◆ Work order ◆
In how many lines of the data does the word "AnalysisResults" appear? Give the number by itself.

Saved data entries:
________

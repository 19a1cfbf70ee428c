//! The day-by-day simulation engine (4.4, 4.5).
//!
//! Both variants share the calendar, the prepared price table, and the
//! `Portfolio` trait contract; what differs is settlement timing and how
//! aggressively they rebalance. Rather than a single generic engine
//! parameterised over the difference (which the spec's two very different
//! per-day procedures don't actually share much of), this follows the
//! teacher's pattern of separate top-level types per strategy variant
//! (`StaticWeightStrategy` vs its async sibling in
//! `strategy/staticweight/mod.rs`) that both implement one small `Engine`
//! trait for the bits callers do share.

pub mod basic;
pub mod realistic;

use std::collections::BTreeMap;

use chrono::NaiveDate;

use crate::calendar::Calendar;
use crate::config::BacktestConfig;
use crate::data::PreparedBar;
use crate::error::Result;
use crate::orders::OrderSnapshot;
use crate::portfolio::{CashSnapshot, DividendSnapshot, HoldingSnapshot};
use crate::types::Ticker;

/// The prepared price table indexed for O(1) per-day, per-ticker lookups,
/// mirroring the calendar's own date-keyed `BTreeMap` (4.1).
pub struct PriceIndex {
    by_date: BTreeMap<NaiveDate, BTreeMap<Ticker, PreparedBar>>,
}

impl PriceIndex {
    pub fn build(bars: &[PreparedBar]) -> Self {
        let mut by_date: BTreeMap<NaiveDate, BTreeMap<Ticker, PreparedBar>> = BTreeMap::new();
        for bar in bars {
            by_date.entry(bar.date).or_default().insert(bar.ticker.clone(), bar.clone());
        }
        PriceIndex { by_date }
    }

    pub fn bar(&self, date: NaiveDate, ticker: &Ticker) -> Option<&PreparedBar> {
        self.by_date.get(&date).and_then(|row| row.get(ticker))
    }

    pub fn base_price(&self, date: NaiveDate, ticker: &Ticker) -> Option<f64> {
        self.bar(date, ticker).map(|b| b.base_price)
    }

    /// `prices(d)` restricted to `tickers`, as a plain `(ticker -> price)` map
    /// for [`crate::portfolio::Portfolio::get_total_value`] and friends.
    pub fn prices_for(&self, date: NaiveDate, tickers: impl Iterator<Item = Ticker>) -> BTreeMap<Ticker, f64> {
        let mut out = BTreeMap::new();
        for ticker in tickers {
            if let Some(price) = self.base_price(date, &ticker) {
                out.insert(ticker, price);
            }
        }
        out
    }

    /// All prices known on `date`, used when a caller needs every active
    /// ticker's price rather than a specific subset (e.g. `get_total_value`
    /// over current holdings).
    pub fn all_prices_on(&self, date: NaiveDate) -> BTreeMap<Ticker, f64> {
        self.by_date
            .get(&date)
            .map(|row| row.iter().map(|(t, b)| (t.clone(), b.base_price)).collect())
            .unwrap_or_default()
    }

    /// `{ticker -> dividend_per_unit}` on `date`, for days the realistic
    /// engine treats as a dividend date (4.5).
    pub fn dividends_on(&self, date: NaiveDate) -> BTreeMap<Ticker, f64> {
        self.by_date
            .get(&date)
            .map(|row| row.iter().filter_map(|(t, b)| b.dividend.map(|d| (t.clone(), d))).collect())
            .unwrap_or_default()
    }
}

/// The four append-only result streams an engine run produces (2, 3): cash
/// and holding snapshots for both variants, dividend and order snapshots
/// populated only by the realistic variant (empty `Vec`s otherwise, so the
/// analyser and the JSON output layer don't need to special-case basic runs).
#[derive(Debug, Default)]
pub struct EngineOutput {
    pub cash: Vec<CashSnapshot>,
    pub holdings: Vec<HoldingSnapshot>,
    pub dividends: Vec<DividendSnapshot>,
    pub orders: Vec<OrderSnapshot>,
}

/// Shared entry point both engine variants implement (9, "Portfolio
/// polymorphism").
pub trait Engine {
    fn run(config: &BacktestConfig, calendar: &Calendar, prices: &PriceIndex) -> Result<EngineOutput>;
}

________

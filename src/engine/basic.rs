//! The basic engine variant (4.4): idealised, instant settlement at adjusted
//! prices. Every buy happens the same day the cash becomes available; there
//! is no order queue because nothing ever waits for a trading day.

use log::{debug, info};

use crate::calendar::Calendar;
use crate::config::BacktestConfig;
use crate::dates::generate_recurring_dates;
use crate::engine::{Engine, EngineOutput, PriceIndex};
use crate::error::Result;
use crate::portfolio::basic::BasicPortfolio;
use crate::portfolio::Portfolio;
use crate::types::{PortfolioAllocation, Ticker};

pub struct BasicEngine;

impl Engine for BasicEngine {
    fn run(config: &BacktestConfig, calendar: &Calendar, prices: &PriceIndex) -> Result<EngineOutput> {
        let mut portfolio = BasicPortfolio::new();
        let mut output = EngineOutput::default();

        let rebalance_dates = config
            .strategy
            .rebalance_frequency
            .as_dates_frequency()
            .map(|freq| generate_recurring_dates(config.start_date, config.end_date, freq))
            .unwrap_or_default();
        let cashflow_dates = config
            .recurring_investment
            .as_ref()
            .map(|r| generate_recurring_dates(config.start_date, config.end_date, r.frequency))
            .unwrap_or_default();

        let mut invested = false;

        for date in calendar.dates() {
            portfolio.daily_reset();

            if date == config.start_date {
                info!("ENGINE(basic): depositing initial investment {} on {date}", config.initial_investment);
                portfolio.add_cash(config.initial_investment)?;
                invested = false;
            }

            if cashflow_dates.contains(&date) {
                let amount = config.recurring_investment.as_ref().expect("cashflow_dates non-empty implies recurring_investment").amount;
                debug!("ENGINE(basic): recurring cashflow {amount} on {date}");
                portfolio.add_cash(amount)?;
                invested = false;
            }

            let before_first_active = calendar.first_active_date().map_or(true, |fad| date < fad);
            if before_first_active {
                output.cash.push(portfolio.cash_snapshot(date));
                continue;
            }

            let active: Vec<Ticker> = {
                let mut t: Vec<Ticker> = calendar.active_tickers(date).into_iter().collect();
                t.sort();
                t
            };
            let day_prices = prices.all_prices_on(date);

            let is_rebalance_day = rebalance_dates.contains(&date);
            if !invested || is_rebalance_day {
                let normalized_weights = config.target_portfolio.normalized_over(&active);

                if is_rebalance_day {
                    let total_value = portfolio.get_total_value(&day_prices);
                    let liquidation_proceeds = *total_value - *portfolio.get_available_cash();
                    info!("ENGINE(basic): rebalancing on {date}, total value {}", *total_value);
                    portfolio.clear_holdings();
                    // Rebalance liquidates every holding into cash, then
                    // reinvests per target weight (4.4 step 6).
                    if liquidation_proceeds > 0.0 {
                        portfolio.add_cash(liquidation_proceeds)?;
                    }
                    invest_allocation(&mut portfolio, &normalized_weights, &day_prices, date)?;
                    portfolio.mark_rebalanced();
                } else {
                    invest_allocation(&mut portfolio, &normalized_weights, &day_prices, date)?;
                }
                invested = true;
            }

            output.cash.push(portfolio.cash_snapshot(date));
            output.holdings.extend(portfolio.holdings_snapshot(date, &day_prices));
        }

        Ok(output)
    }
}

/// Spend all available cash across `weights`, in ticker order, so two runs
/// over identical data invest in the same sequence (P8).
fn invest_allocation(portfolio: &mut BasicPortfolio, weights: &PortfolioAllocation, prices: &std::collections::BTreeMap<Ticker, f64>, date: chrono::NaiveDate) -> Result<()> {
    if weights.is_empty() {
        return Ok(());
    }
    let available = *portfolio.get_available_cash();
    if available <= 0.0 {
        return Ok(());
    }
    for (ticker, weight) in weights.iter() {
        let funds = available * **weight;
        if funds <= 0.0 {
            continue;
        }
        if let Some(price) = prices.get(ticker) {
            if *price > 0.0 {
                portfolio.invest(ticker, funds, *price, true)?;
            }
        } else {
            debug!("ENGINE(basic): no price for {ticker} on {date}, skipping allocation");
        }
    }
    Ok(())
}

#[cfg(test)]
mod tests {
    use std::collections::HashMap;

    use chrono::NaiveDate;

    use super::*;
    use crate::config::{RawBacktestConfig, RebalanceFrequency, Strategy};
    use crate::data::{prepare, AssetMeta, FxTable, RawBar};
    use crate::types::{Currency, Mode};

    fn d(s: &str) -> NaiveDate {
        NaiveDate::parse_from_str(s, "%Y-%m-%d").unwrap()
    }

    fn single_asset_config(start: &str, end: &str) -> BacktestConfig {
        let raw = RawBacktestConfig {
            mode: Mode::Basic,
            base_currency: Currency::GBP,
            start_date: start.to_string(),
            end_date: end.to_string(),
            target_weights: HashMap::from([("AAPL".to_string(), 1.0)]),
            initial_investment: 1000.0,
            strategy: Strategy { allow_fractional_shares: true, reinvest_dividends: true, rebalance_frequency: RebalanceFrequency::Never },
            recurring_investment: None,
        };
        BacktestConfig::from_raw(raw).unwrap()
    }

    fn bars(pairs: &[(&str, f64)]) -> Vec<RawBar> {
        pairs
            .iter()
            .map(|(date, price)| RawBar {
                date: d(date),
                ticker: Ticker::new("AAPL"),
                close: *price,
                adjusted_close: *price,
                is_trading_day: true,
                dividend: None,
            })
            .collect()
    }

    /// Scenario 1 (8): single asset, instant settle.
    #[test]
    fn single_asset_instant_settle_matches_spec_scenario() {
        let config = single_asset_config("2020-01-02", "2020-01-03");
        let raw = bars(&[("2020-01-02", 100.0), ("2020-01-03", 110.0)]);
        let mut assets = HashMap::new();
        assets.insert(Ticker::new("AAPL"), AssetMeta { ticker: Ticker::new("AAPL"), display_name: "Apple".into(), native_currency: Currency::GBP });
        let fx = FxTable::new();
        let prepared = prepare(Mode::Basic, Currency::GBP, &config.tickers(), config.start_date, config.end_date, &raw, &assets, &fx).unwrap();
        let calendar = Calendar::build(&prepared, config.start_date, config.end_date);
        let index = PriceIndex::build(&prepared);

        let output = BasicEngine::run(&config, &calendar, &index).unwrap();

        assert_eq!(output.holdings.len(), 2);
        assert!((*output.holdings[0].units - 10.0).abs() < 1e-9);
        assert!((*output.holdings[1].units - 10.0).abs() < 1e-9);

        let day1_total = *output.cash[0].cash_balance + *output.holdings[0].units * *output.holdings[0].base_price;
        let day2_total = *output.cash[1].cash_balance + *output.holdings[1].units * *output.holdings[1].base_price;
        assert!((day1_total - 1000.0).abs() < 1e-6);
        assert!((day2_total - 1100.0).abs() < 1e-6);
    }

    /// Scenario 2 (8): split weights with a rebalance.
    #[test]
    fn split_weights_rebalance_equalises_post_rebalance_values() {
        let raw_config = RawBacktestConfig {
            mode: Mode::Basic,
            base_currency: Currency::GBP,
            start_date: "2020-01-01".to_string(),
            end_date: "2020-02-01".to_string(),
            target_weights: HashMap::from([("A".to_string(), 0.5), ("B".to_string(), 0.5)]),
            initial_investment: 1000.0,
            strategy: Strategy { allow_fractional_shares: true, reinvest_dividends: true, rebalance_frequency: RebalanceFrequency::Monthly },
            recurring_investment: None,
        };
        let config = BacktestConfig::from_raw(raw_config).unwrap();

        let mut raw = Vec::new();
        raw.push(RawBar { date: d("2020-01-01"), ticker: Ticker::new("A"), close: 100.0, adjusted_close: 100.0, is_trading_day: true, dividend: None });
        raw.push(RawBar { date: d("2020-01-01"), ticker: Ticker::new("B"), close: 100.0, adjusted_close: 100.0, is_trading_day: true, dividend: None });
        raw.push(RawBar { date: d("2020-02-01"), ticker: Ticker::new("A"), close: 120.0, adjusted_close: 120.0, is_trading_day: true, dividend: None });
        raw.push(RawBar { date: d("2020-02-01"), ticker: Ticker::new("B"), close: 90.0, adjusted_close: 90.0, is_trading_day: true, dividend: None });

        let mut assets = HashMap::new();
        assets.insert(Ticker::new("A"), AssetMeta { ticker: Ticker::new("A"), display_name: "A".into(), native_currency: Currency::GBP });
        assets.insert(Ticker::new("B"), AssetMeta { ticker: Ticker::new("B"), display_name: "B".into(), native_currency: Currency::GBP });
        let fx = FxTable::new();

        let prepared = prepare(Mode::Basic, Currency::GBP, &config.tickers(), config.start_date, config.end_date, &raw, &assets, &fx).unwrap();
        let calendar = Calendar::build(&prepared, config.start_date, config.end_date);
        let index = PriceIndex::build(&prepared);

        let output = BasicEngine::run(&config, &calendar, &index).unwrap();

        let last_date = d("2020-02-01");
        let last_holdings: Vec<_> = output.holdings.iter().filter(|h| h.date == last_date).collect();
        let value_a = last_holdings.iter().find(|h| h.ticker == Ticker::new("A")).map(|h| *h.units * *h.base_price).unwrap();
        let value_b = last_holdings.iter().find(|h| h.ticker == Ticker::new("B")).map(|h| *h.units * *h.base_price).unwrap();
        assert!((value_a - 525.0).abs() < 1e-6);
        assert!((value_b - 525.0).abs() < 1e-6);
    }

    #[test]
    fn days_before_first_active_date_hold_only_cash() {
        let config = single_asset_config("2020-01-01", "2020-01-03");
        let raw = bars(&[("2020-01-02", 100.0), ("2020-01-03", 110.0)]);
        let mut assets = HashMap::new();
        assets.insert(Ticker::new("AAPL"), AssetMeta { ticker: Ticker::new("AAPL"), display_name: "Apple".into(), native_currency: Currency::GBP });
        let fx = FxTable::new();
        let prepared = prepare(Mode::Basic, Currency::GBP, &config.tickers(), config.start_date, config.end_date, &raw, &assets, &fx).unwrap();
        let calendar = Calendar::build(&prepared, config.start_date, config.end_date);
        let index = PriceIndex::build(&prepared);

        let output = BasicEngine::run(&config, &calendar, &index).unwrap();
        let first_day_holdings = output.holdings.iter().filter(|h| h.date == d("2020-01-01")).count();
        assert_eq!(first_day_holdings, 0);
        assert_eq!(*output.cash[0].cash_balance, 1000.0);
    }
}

________

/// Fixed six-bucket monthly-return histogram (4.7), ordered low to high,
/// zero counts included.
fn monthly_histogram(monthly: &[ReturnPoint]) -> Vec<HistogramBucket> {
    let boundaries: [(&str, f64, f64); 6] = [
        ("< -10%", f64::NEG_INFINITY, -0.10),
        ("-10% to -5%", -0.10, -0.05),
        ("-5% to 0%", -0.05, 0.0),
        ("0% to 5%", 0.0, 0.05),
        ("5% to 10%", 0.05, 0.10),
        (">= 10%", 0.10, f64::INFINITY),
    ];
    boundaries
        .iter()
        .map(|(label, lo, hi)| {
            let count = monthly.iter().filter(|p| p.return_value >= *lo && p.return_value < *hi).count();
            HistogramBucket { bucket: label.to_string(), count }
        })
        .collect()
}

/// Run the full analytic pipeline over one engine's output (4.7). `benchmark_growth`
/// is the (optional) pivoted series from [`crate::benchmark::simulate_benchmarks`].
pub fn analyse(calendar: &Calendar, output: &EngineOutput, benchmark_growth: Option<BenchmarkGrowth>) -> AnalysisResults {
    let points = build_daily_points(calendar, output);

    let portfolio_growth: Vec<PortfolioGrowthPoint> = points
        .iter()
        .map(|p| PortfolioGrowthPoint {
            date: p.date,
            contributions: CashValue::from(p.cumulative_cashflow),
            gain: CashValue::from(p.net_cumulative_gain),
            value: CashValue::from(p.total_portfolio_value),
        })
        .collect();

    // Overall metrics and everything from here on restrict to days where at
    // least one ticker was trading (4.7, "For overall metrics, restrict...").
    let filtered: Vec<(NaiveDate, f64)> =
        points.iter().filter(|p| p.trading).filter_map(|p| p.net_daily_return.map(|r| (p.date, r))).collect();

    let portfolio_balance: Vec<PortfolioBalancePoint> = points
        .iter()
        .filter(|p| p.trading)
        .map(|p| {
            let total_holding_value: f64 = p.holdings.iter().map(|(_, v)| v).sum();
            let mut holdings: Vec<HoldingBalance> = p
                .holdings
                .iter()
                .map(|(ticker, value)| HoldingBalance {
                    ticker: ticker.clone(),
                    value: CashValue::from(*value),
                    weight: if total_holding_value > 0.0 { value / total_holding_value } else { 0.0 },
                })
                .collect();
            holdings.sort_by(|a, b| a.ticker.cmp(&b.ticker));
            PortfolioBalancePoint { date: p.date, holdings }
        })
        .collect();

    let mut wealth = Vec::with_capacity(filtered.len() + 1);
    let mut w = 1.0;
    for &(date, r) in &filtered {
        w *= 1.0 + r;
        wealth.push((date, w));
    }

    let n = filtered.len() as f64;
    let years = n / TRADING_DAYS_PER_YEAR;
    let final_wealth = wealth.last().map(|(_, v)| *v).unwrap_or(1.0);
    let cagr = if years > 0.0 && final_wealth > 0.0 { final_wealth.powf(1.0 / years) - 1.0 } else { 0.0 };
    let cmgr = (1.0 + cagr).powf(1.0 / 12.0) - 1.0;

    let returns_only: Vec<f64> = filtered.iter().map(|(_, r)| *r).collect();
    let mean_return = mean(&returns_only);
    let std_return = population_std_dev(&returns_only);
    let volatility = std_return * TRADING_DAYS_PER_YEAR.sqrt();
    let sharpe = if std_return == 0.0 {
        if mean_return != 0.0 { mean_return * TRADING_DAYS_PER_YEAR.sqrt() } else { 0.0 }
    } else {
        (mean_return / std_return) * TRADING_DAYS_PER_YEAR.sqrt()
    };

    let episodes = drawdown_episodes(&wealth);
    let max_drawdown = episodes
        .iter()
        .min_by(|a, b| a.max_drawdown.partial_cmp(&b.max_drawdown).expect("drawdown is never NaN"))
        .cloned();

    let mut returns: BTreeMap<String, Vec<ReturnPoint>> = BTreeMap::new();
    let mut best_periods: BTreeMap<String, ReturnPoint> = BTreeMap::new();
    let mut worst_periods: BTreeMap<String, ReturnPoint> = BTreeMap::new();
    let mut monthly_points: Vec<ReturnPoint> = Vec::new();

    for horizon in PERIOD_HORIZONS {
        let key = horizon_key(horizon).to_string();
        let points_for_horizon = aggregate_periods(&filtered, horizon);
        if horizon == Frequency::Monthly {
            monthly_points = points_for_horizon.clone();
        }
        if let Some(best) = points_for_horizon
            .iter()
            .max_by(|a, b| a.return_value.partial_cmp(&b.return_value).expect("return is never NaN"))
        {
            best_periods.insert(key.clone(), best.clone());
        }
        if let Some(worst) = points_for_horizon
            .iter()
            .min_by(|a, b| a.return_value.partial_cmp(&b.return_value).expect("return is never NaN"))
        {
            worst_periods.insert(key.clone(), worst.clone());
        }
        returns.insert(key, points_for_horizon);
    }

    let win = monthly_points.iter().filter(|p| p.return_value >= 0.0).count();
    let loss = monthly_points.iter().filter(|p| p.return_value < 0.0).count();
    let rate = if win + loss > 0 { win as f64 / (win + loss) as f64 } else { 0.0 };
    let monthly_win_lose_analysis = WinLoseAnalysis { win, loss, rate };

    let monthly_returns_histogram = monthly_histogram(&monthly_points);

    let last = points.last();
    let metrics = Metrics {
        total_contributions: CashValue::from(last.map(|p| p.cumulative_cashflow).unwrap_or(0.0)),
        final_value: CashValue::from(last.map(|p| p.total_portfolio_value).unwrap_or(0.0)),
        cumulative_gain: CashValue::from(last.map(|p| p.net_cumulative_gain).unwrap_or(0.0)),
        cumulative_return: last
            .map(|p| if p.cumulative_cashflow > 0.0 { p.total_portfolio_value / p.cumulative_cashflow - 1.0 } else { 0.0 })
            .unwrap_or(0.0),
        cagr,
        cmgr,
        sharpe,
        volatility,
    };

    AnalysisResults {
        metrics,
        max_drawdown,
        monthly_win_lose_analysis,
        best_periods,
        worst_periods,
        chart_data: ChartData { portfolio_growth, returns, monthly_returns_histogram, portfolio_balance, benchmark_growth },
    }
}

________

◆ Solution to this exercise ◆
2